IanO wrote:You are never going to get buy-in for such a packaging standard. Too small a niche. Only Mac power users would ever use the Unixy things you mention, like man pages, and they would be nimble enough to find alternate documentation and configuration.

So I fail to see the problem. It is easy to add UCI engines to Hiarcs Explorer, my preferred Mac client. As to organization, I collect engines one per directory in an "Engines" folder I put in the Applications folder.
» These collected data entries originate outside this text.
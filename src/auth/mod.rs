//! Bearer token authentication and scope authorization.
//!
//! ```text
//! Authorization: Bearer <jwt>
//!   -> TokenValidator::validate   (header kid -> KeyResolver -> signature, exp/nbf, iss, aud)
//!   -> Claims                     (stored in the request's extensions)
//!   -> has_required_scopes        (every required scope present in `scp`)
//! ```
//!
//! Nothing in this module holds per-request state; validators and resolvers
//! are shared read-only across concurrent requests.

pub mod audit;
pub mod jwks;
pub mod scope;
pub mod token;

pub use audit::AuditEvent;
pub use jwks::{JwksKeyResolver, KeyResolver, KeyResolverError, SigningKey, StaticKeyResolver};
pub use scope::{RequiredScopes, has_required_scopes, missing_scopes};
pub use token::{Audience, Claims, TokenValidator, ValidationError, ValidationOptions};
//! Reed-Solomon error correction codewords and block interleaving.
//!
//! Polynomials are byte vectors with the highest-degree coefficient first.
//! Every operation that can cancel the leading term is followed by
//! [`trim_leading_zeros`], so `len() - 1` is always the true degree.

use crate::error::{QrError, Result};
use crate::gf256;
use crate::qrcode::{QrCodeEcc, Version};
use crate::tables;
use std::borrow::Cow;
use tracing::trace;

/// Computes error correction codewords for one fixed generator degree.
pub struct ReedSolomonGenerator {
    divisor: Cow<'static, [u8]>,
}

impl ReedSolomonGenerator {
    /// Creates a generator of the given degree, from the cache when available.
    pub fn new(degree: usize) -> Self {
        let divisor = match tables::cached_generator(degree) {
            Some(poly) => Cow::Borrowed(poly),
            None => Cow::Owned(build_generator(degree)),
        };
        Self { divisor }
    }

    /// Number of error correction codewords produced per block.
    pub fn degree(&self) -> usize {
        self.divisor.len() - 1
    }

    pub fn coefficients(&self) -> &[u8] {
        &self.divisor
    }

    /// Returns the remainder of `data * x^degree` divided by the generator,
    /// right-aligned into exactly `degree` bytes.
    ///
    /// # Errors
    ///
    /// [`QrError::LogOfZero`] if a zero leading coefficient survives trimming.
    pub fn compute_remainder(&self, data: &[u8]) -> Result<Vec<u8>> {
        let degree = self.degree();
        let mut dividend = Vec::with_capacity(data.len() + degree);
        dividend.extend_from_slice(data);
        dividend.resize(data.len() + degree, 0);

        let mut rem = trim_leading_zeros(dividend);
        let leadlog = gf256::log(self.divisor[0])?;
        while rem.len() >= self.divisor.len() {
            let factor = gf256::exp(gf256::log(rem[0])? + 255 - leadlog);
            for (x, &y) in rem.iter_mut().zip(self.divisor.iter()) {
                *x ^= gf256::multiply(y, factor);
            }
            rem = trim_leading_zeros(rem);
        }

        let mut result = vec![0u8; degree];
        result[degree - rem.len()..].copy_from_slice(&rem);
        Ok(result)
    }
}

/// Builds the generator `(x - α^0)(x - α^1)...(x - α^(degree-1))`.
pub fn build_generator(degree: usize) -> Vec<u8> {
    let mut poly = vec![1u8];
    for i in 0..degree {
        poly = trim_leading_zeros(multiply_polynomials(&poly, &[1, gf256::exp(i)]));
    }
    poly
}

/// Multiplies two polynomials over GF(256).
pub fn multiply_polynomials(a: &[u8], b: &[u8]) -> Vec<u8> {
    if a.is_empty() || b.is_empty() {
        return Vec::new();
    }
    let mut result = vec![0u8; a.len() + b.len() - 1];
    for (i, &x) in a.iter().enumerate() {
        for (j, &y) in b.iter().enumerate() {
            result[i + j] ^= gf256::multiply(x, y);
        }
    }
    result
}

/// Drops zero coefficients from the high-degree end.
pub fn trim_leading_zeros(mut poly: Vec<u8>) -> Vec<u8> {
    let zeros = poly.iter().take_while(|&&c| c == 0).count();
    poly.drain(..zeros);
    poly
}

/// One Reed-Solomon block: its slice of the data codewords and its EC codewords.
#[derive(Clone, Debug, PartialEq, Eq)]
pub struct Block {
    pub data: Vec<u8>,
    pub ecc: Vec<u8>,
}

/// Splits the data codewords into blocks and computes each block's EC codewords.
///
/// # Errors
///
/// [`QrError::CodewordCount`] if `data` is not exactly the data capacity of the
/// version and level.
pub fn split_into_blocks(data: &[u8], ver: Version, ecl: QrCodeEcc) -> Result<Vec<Block>> {
    let expected = tables::data_codewords(ver, ecl);
    if data.len() != expected {
        return Err(QrError::CodewordCount {
            expected,
            actual: data.len(),
        });
    }
    let mut blocks = Vec::new();
    let mut dat: &[u8] = data;
    for &(count, total, datalen) in tables::rs_blocks(ver, ecl) {
        let datalen = usize::from(datalen);
        let rs = ReedSolomonGenerator::new(usize::from(total) - datalen);
        for _ in 0..count {
            let (head, tail) = dat.split_at(datalen);
            blocks.push(Block {
                data: head.to_vec(),
                ecc: rs.compute_remainder(head)?,
            });
            dat = tail;
        }
    }
    debug_assert!(dat.is_empty());
    Ok(blocks)
}

/// Interleaves blocks: the i-th data codeword of every block that has one, for
/// each i, then the EC codewords in the same fashion.
pub fn interleave(blocks: &[Block]) -> Vec<u8> {
    let total: usize = blocks.iter().map(|b| b.data.len() + b.ecc.len()).sum();
    let mut result = Vec::with_capacity(total);
    let maxdata = blocks.iter().map(|b| b.data.len()).max().unwrap_or(0);
    for i in 0..maxdata {
        result.extend(blocks.iter().filter_map(|b| b.data.get(i)));
    }
    let maxecc = blocks.iter().map(|b| b.ecc.len()).max().unwrap_or(0);
    for i in 0..maxecc {
        result.extend(blocks.iter().filter_map(|b| b.ecc.get(i)));
    }
    result
}

/// Returns the final codeword sequence for placement: data and EC codewords of
/// all blocks, interleaved.
pub fn add_ecc_and_interleave(data: &[u8], ver: Version, ecl: QrCodeEcc) -> Result<Vec<u8>> {
    let blocks = split_into_blocks(data, ver, ecl)?;
    trace!(blocks = blocks.len(), ecc_per_block = blocks[0].ecc.len(), "computed error correction");
    let result = interleave(&blocks);
    let expected = tables::total_codewords(ver, ecl);
    if result.len() != expected {
        return Err(QrError::CodewordCount {
            expected,
            actual: result.len(),
        });
    }
    Ok(result)
}
//! Segment classification and payload packing.
//!
//! A whole input string becomes exactly one segment. The classifier picks the
//! cheapest mode able to represent every character, and the segment stores the
//! payload as a list of `(value, bit_width)` chunks ready to be appended to a
//! bit buffer.

use crate::qrcode::Version;
use tracing::trace;

/// The 45 characters encodable in alphanumeric mode, in code order.
pub static ALPHANUMERIC_CHARSET: &str = "0123456789ABCDEFGHIJKLMNOPQRSTUVWXYZ $%*+-./:";

/// Describes how a segment's data bits are interpreted.
#[derive(Clone, Copy, PartialEq, Eq, Debug)]
pub enum QrSegmentMode {
    Numeric,
    Alphanumeric,
    Byte,
    /// Reserved. No input is ever classified as Kanji and the bitstream builder rejects it.
    Kanji,
}

impl QrSegmentMode {
    /// Returns the 4-bit mode indicator.
    pub(crate) fn mode_bits(self) -> u32 {
        use QrSegmentMode::*;
        match self {
            Numeric => 0x1,
            Alphanumeric => 0x2,
            Byte => 0x4,
            Kanji => 0x8,
        }
    }

    /// Returns the width of the character count indicator at the given version.
    pub fn num_char_count_bits(self, ver: Version) -> u8 {
        use QrSegmentMode::*;
        let widths: [u8; 3] = match self {
            Numeric => [10, 12, 14],
            Alphanumeric => [9, 11, 13],
            Byte => [8, 16, 16],
            Kanji => [8, 10, 12],
        };
        // Versions 1-9, 10-26 and 27-40.
        widths[usize::from((ver.value() + 7) / 17)]
    }
}

/// A run of input encoded in a single mode.
#[derive(Clone, PartialEq, Eq, Debug)]
pub struct QrSegment {
    mode: QrSegmentMode,
    /// Characters for numeric and alphanumeric mode, octets for byte mode.
    numchars: usize,
    /// Packed payload values, each with its bit width.
    chunks: Vec<(u16, u8)>,
}

impl QrSegment {
    /// Builds a segment from already packed chunks.
    ///
    /// Every chunk must be at most 16 bits wide with a value that fits its width.
    /// Outside callers go through the `make_*` constructors, which uphold this.
    pub(crate) fn new(mode: QrSegmentMode, numchars: usize, chunks: Vec<(u16, u8)>) -> Self {
        Self { mode, numchars, chunks }
    }

    /// Picks the cheapest mode that can represent all of `text`.
    ///
    /// Numeric wins over alphanumeric, which wins over byte. The empty string is numeric.
    pub fn classify(text: &str) -> QrSegmentMode {
        let mut only_numeric = true;
        let mut only_alphanumeric = true;
        for c in text.chars() {
            if !c.is_ascii_digit() {
                only_numeric = false;
            }
            if !ALPHANUMERIC_CHARSET.contains(c) {
                only_alphanumeric = false;
            }
            // Nothing later in the string can make a cheaper mode possible again.
            if !only_numeric && !only_alphanumeric {
                break;
            }
        }
        if only_numeric {
            QrSegmentMode::Numeric
        } else if only_alphanumeric {
            QrSegmentMode::Alphanumeric
        } else {
            QrSegmentMode::Byte
        }
    }

    /// Classifies `text` and packs it in the chosen mode.
    pub fn from_text(text: &str) -> Self {
        let mode = Self::classify(text);
        trace!(?mode, chars = text.chars().count(), "classified input");
        let seg = match mode {
            QrSegmentMode::Numeric => Self::make_numeric(text),
            QrSegmentMode::Alphanumeric => Self::make_alphanumeric(text),
            _ => None,
        };
        seg.unwrap_or_else(|| Self::make_bytes(&utf8_encode(text)))
    }

    /// Creates a byte mode segment, one 8-bit chunk per octet.
    pub fn make_bytes(data: &[u8]) -> Self {
        let chunks = data.iter().map(|&b| (u16::from(b), 8)).collect();
        Self::new(QrSegmentMode::Byte, data.len(), chunks)
    }

    /// Creates a numeric mode segment, or `None` if `text` has a non-digit.
    ///
    /// Digits are grouped in threes (10 bits); a trailing group of one or two
    /// digits takes 4 or 7 bits.
    pub fn make_numeric(text: &str) -> Option<Self> {
        let mut chunks = Vec::with_capacity(text.len() / 3 + 1);
        let mut accumdata: u16 = 0;
        let mut accumcount: u8 = 0;
        for b in text.bytes() {
            if !b.is_ascii_digit() {
                return None;
            }
            accumdata = accumdata * 10 + u16::from(b - b'0');
            accumcount += 1;
            if accumcount == 3 {
                chunks.push((accumdata, 10));
                accumdata = 0;
                accumcount = 0;
            }
        }
        if accumcount > 0 {
            chunks.push((accumdata, accumcount * 3 + 1));
        }
        Some(Self::new(QrSegmentMode::Numeric, text.len(), chunks))
    }

    /// Creates an alphanumeric mode segment, or `None` if `text` leaves the charset.
    ///
    /// Characters are paired as `45 * first + second` in 11 bits; a trailing
    /// single character takes 6 bits.
    pub fn make_alphanumeric(text: &str) -> Option<Self> {
        let mut chunks = Vec::with_capacity(text.len() / 2 + 1);
        let mut accumdata: u16 = 0;
        let mut accumcount: u8 = 0;
        let mut numchars = 0;
        for c in text.chars() {
            let index = ALPHANUMERIC_CHARSET.find(c)?;
            accumdata = accumdata * 45 + index as u16;
            accumcount += 1;
            numchars += 1;
            if accumcount == 2 {
                chunks.push((accumdata, 11));
                accumdata = 0;
                accumcount = 0;
            }
        }
        if accumcount > 0 {
            chunks.push((accumdata, 6));
        }
        Some(Self::new(QrSegmentMode::Alphanumeric, numchars, chunks))
    }

    pub fn mode(&self) -> QrSegmentMode {
        self.mode
    }

    pub fn num_chars(&self) -> usize {
        self.numchars
    }

    pub(crate) fn chunks(&self) -> &[(u16, u8)] {
        &self.chunks
    }

    /// Returns the number of payload bits, excluding the mode and count header.
    pub fn bit_length(&self) -> usize {
        self.chunks.iter().map(|&(_, width)| usize::from(width)).sum()
    }

    /// Returns the bits needed at `version` including the header, or `None`
    /// when the character count overflows the count indicator.
    pub fn total_bits(&self, version: Version) -> Option<usize> {
        let ccbits: u8 = self.mode.num_char_count_bits(version);
        if self.numchars >= 1usize << ccbits {
            return None;
        }
        Some(4 + usize::from(ccbits) + self.bit_length())
    }
}

/// Encodes `text` as UTF-8 octets, one code point at a time.
pub fn utf8_encode(text: &str) -> Vec<u8> {
    let mut out = Vec::with_capacity(text.len());
    for c in text.chars() {
        let cp = u32::from(c);
        if cp < 0x80 {
            out.push(cp as u8);
        } else if cp < 0x800 {
            out.push(0b1100_0000 | ((cp >> 6) & 0b1_1111) as u8);
            out.push(0b1000_0000 | (cp & 0b11_1111) as u8);
        } else if cp < 0x10000 {
            out.push(0b1110_0000 | ((cp >> 12) & 0b1111) as u8);
            out.push(0b1000_0000 | ((cp >> 6) & 0b11_1111) as u8);
            out.push(0b1000_0000 | (cp & 0b11_1111) as u8);
        } else {
            out.push(0b1111_0000 | ((cp >> 18) & 0b111) as u8);
            out.push(0b1000_0000 | ((cp >> 12) & 0b11_1111) as u8);
            out.push(0b1000_0000 | ((cp >> 6) & 0b11_1111) as u8);
            out.push(0b1000_0000 | (cp & 0b11_1111) as u8);
        }
    }
    out
}

#[cfg(test)]
mod tests {
    use super::*;

    #[test]
    fn test_classify() {
        assert_eq!(QrSegment::classify("1234567890"), QrSegmentMode::Numeric);
        assert_eq!(QrSegment::classify(""), QrSegmentMode::Numeric);
        assert_eq!(QrSegment::classify("HELLO WORLD"), QrSegmentMode::Alphanumeric);
        assert_eq!(QrSegment::classify("12345$"), QrSegmentMode::Alphanumeric);
        assert_eq!(QrSegment::classify("Hello World"), QrSegmentMode::Byte);
        assert_eq!(QrSegment::classify("1234a"), QrSegmentMode::Byte);
        assert_eq!(QrSegment::classify("HELLO'"), QrSegmentMode::Byte);
    }

    #[test]
    fn test_one_foreign_char_forces_byte_mode() {
        let digits = "0".repeat(50);
        for c in ['a', '#', '\u{e9}', '\u{1f600}'] {
            let text = format!("{}{}{}", &digits[..10], c, &digits[10..]);
            assert_eq!(QrSegment::classify(&text), QrSegmentMode::Byte);
        }
    }

    #[test]
    fn test_make_numeric_chunks() {
        let seg = QrSegment::make_numeric("01234567").unwrap();
        assert_eq!(seg.chunks(), &[(12, 10), (345, 10), (67, 7)]);
        assert_eq!(seg.num_chars(), 8);
        assert_eq!(seg.bit_length(), 27);
        assert_eq!(QrSegment::make_numeric("1").unwrap().chunks(), &[(1, 4)]);
        assert!(QrSegment::make_numeric("12a").is_none());
    }

    #[test]
    fn test_make_alphanumeric_chunks() {
        let seg = QrSegment::make_alphanumeric("HELLO WORLD").unwrap();
        assert_eq!(seg.num_chars(), 11);
        // "HE" = 17 * 45 + 14, trailing "D" = 13
        assert_eq!(seg.chunks()[0], (779, 11));
        assert_eq!(*seg.chunks().last().unwrap(), (13, 6));
        assert_eq!(seg.bit_length(), 5 * 11 + 6);
        assert!(QrSegment::make_alphanumeric("hello").is_none());
    }

    #[test]
    fn test_empty_segment_has_no_payload() {
        let seg = QrSegment::from_text("");
        assert_eq!(seg.mode(), QrSegmentMode::Numeric);
        assert_eq!(seg.bit_length(), 0);
        assert_eq!(seg.total_bits(Version::new(1)), Some(14));
    }

    #[test]
    fn test_utf8_encode_matches_std() {
        for text in ["", "abc", "\u{e9}t\u{e9}", "\u{20ac}100", "\u{1f600}!", "\u{7ff}\u{800}\u{ffff}\u{10000}"] {
            assert_eq!(utf8_encode(text), text.as_bytes(), "{:?}", text);
        }
    }

    #[test]
    fn test_byte_mode_counts_octets() {
        let seg = QrSegment::from_text("\u{e9}a\u{1f600}");
        assert_eq!(seg.mode(), QrSegmentMode::Byte);
        assert_eq!(seg.num_chars(), 7);
        assert_eq!(seg.bit_length(), 56);
    }

    #[test]
    fn test_char_count_bits_breakpoints() {
        let widths = |mode: QrSegmentMode| {
            [1, 9, 10, 26, 27, 40].map(|v| mode.num_char_count_bits(Version::new(v)))
        };
        assert_eq!(widths(QrSegmentMode::Numeric), [10, 10, 12, 12, 14, 14]);
        assert_eq!(widths(QrSegmentMode::Alphanumeric), [9, 9, 11, 11, 13, 13]);
        assert_eq!(widths(QrSegmentMode::Byte), [8, 8, 16, 16, 16, 16]);
        assert_eq!(widths(QrSegmentMode::Kanji), [8, 8, 10, 10, 12, 12]);
    }

    #[test]
    fn test_total_bits_rejects_count_overflow() {
        let seg = QrSegment::make_bytes(&[0u8; 256]);
        assert_eq!(seg.total_bits(Version::new(9)), None);
        assert_eq!(seg.total_bits(Version::new(10)), Some(4 + 16 + 256 * 8));
    }

    #[test]
    fn test_public_constructors_pack_valid_chunks() {
        let segs = [
            QrSegment::from_text(""),
            QrSegment::from_text("9999999999"),
            QrSegment::from_text("::::ZZZZ :"),
            QrSegment::from_text("\u{ff}\u{1f600}~"),
            QrSegment::make_bytes(&[0xff; 40]),
        ];
        for seg in &segs {
            for &(val, len) in seg.chunks() {
                assert!(len > 0 && len <= 16, "{:?}", seg);
                assert_eq!(u32::from(val) >> len, 0, "{:?}", seg);
            }
        }
    }
}
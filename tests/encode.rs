use proptest::prelude::*;
use qirust::bitstream::build_data_codewords;
use qirust::matrix::{Module, ModuleMatrix};
use qirust::reed_solomon::add_ecc_and_interleave;
use qirust::{tables, EncodeOptions, Mask, QrCode, QrCodeEcc, QrError, QrSegment, QrSegmentMode, Version};

const ALL_ECLS: [QrCodeEcc; 4] = [QrCodeEcc::Low, QrCodeEcc::Medium, QrCodeEcc::Quartile, QrCodeEcc::High];

// Reads the codeword stream back out of a symbol by walking the placement
// order over a grid holding only the function patterns.
fn read_codewords(qr: &QrCode) -> Vec<u8> {
    let grid = ModuleMatrix::with_function_patterns(qr.version(), qr.error_correction_level(), qr.mask());
    let size = qr.size();
    let mut bits = Vec::new();
    let mut upward = true;
    let mut right = size - 1;
    while right >= 1 {
        if right == 6 {
            right = 5;
        }
        for vert in 0..size {
            let y = if upward { size - 1 - vert } else { vert };
            for x in [right, right - 1] {
                if grid.get(x as usize, y as usize) == Module::Unassigned {
                    bits.push(qr.get_module(x, y) ^ qr.mask().inverts(x as usize, y as usize));
                }
            }
        }
        upward = !upward;
        right -= 2;
    }
    bits.chunks_exact(8)
        .map(|byte| byte.iter().fold(0u8, |acc, &b| (acc << 1) | u8::from(b)))
        .collect()
}

fn assert_finder_at(qr: &QrCode, left: i32, top: i32) {
    for dy in 0..7 {
        for dx in 0..7 {
            let dist = (dx - 3i32).abs().max((dy - 3i32).abs());
            assert_eq!(qr.get_module(left + dx, top + dy), dist != 2, "finder at ({}, {})", left, top);
        }
    }
}

#[test]
fn test_hello_world_medium_mask_0() {
    let qr = QrCode::encode_text("HELLO WORLD", QrCodeEcc::Medium, Mask::new(0)).unwrap();
    assert_eq!(qr.mode(), QrSegmentMode::Alphanumeric);
    assert_eq!(qr.version(), Version::new(1));
    assert_eq!(qr.size(), 21);
    assert_eq!(qr.read_format_info(), Some((QrCodeEcc::Medium, Mask::new(0))));

    let text = qirust::encode("HELLO WORLD", QrCodeEcc::Medium, 0, "1", "0").unwrap();
    assert_eq!(text.lines().count(), 21);
    assert!(text.lines().all(|line| line.len() == 21));
}

#[test]
fn test_hello_world_known_grid() {
    // Data 20 5B 0B 78 D1 72 DC 4D 43 40 EC 11 EC 11 EC 11, ECC C4 23 27 77 EB D7 E7 E2 5D 17.
    let expected = [
        "#######...#.#.#######",
        "#.....#.###...#.....#",
        "#.###.#...#.#.#.###.#",
        "#.###.#...#.#.#.###.#",
        "#.###.#.#.###.#.###.#",
        "#.....#..###..#.....#",
        "#######.#.#.#.#######",
        ".....................",
        "#.#.#.#..#..#...#..#.",
        ".####...#..#....#...#",
        "...#######.#..#.##...",
        "####.#.##..###.#.###.",
        ".#..####.#.#..###.#.#",
        "........#.#...#...#.#",
        "#######.....#..#.##..",
        "#.....#..##...##.#...",
        "#.###.#.##..#.#######",
        "#.###.#...##.#.#...#.",
        "#.###.#.####.###.#..#",
        "#.....#....###...#.##",
        "#######.##.#.###....#",
    ];
    let text = qirust::encode("HELLO WORLD", QrCodeEcc::Medium, 0, "#", ".").unwrap();
    let rows: Vec<&str> = text.lines().collect();
    assert_eq!(rows.len(), expected.len());
    for (y, (row, want)) in rows.iter().zip(expected.iter()).enumerate() {
        assert_eq!(row, want, "row {}", y);
    }
}

#[test]
fn test_empty_string_low_mask_1() {
    let qr = QrCode::encode_text("", QrCodeEcc::Low, Mask::new(1)).unwrap();
    assert_eq!(qr.mode(), QrSegmentMode::Numeric);
    assert_eq!(qr.version(), Version::new(1));
    assert_eq!(qr.size(), 21);
    assert_eq!(qr.read_format_info(), Some((QrCodeEcc::Low, Mask::new(1))));
    for i in 8..13 {
        assert_eq!(qr.get_module(6, i), i % 2 == 0);
        assert_eq!(qr.get_module(i, 6), i % 2 == 0);
    }
}

#[test]
fn test_numeric_capacity_boundary() {
    let qr = QrCode::encode_text(&"9".repeat(7089), QrCodeEcc::Low, Mask::new(0)).unwrap();
    assert_eq!(qr.version(), Version::MAX);
    assert_eq!(qr.size(), 177);

    let err = QrCode::encode_text(&"9".repeat(7090), QrCodeEcc::Low, Mask::new(0)).unwrap_err();
    assert!(matches!(err, QrError::CapacityExceeded { .. }));
    assert!(matches!(
        qirust::encode(&"9".repeat(7090), QrCodeEcc::Low, 0, "#", " "),
        Err(QrError::CapacityExceeded { .. })
    ));
}

#[test]
fn test_invalid_mask() {
    assert_eq!(qirust::encode("HELLO", QrCodeEcc::Low, 8, "#", " "), Err(QrError::InvalidMask(8)));
    let opts = EncodeOptions::new().with_mask(255);
    assert_eq!(qirust::encode_with("HELLO", &opts), Err(QrError::InvalidMask(255)));
}

#[test]
fn test_format_info_round_trips_all_combinations() {
    for ecl in ALL_ECLS {
        for m in 0..8 {
            let qr = QrCode::encode_text("01234", ecl, Mask::new(m)).unwrap();
            assert_eq!(qr.read_format_info(), Some((ecl, Mask::new(m))));
        }
    }
}

#[test]
fn test_version_info_round_trips() {
    for v in 7..=40u8 {
        let ver = Version::new(v);
        let countbits = usize::from(QrSegmentMode::Byte.num_char_count_bits(ver));
        // The longest byte payload that still fits forces exactly this version.
        let len = (tables::bit_capacity(ver, QrCodeEcc::Low) - 4 - countbits) / 8;
        let qr = QrCode::encode_binary(&vec![0x41; len], QrCodeEcc::Low, Mask::new(v % 8)).unwrap();
        assert_eq!(qr.version(), ver);
        assert_eq!(qr.read_version_info(), Some(ver));
    }
}

#[test]
fn test_finder_patterns_are_identical() {
    let digits = "8".repeat(500);
    let letters = "Z".repeat(1500);
    let inputs: [&str; 5] = ["", "HELLO WORLD", "hello, world", &digits, &letters];
    for (i, text) in inputs.iter().enumerate() {
        for ecl in ALL_ECLS {
            let qr = QrCode::encode_text(text, ecl, Mask::new((i * 3) as u8 % 8)).unwrap();
            let far = qr.size() - 7;
            assert_finder_at(&qr, 0, 0);
            assert_finder_at(&qr, far, 0);
            assert_finder_at(&qr, 0, far);
            assert!(qr.get_module(8, qr.size() - 8));
        }
    }
}

#[test]
fn test_placed_codewords_read_back() {
    let cases = [
        ("HELLO WORLD", QrCodeEcc::Medium, 0),
        ("https://example.com/?q=\u{e9}t\u{e9}", QrCodeEcc::High, 5),
        ("31415926535897932384626433832795", QrCodeEcc::Quartile, 6),
        ("THE QUICK BROWN FOX JUMPS OVER THE LAZY DOG 0123456789 $%*+-./:", QrCodeEcc::Low, 7),
    ];
    for (text, ecl, m) in cases {
        let qr = QrCode::encode_text(text, ecl, Mask::new(m)).unwrap();
        let seg = QrSegment::from_text(text);
        let data = build_data_codewords(&seg, qr.version(), ecl).unwrap();
        let expected = add_ecc_and_interleave(&data, qr.version(), ecl).unwrap();
        assert_eq!(read_codewords(&qr), expected, "{:?}", text);
    }
}

#[test]
fn test_large_symbol_reads_back() {
    let text = "Lorem ipsum dolor sit amet, ".repeat(40);
    let qr = QrCode::encode_text(&text, QrCodeEcc::Medium, Mask::new(3)).unwrap();
    assert!(qr.version().value() >= 20);
    let data = build_data_codewords(&QrSegment::from_text(&text), qr.version(), QrCodeEcc::Medium).unwrap();
    let expected = add_ecc_and_interleave(&data, qr.version(), QrCodeEcc::Medium).unwrap();
    assert_eq!(read_codewords(&qr), expected);
    assert_eq!(qr.read_version_info(), Some(qr.version()));
}

#[test]
fn test_byte_mode_counts_utf8_octets() {
    // 17 two-octet characters need 34 octets, beyond the 28 data codewords of version 2-M.
    let text = "\u{e9}".repeat(17);
    let qr = QrCode::encode_text(&text, QrCodeEcc::Medium, Mask::new(0)).unwrap();
    assert_eq!(qr.mode(), QrSegmentMode::Byte);
    assert_eq!(qr.version(), Version::new(3));
}

proptest! {
    #[test]
    fn encoding_is_deterministic(text in "\\PC{0,80}", m in 0u8..8) {
        let a = QrCode::encode_text(&text, QrCodeEcc::Quartile, Mask::new(m)).unwrap();
        let b = QrCode::encode_text(&text, QrCodeEcc::Quartile, Mask::new(m)).unwrap();
        prop_assert_eq!(&a, &b);
        prop_assert_eq!(a.size(), i32::from(a.version().value()) * 4 + 17);
    }

    #[test]
    fn digit_strings_are_numeric(text in "[0-9]{0,200}") {
        let qr = QrCode::encode_text(&text, QrCodeEcc::Low, Mask::new(0)).unwrap();
        prop_assert_eq!(qr.mode(), QrSegmentMode::Numeric);
    }

    #[test]
    fn one_lowercase_letter_forces_byte_mode(prefix in "[0-9]{0,50}", suffix in "[0-9A-Z]{0,50}", c in "[a-z#]") {
        let text = format!("{}{}{}", prefix, c, suffix);
        prop_assert_eq!(QrSegment::classify(&text), QrSegmentMode::Byte);
    }
}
There is a weakness in Hiarcs currently: you can't specify a custom engine command line. I would like to use polyglot within Hiarcs for two purposes: 1) a shim for the few engines that don't yet support UCI, and 2) a shim to provide an opening book for the increasing number of UCI engines that don't support OwnBook. However, you either need to recompile polyglot to load a particular custom config file and engine, or specify such file on the command line. HIARCS can't do the latter, though I've submitted a feature request.
The only ones that would have to "buy in" to the packaging standard are people hosting Mac compiles of engines, and GUI programmers. There don't seem to be too many of either, so that is a good thing.

What is good enough for HIARCS Explorer is not necessarily good enough for XBoard. There often is a large gap between what others think good and what I consider acceptable. You might think it 'easy' to add a UCI engine to HIARCS Explorer, but I consider it an abomination that you would have to do it at all. Standard behavior is that it would just be there, without you doing anything at all.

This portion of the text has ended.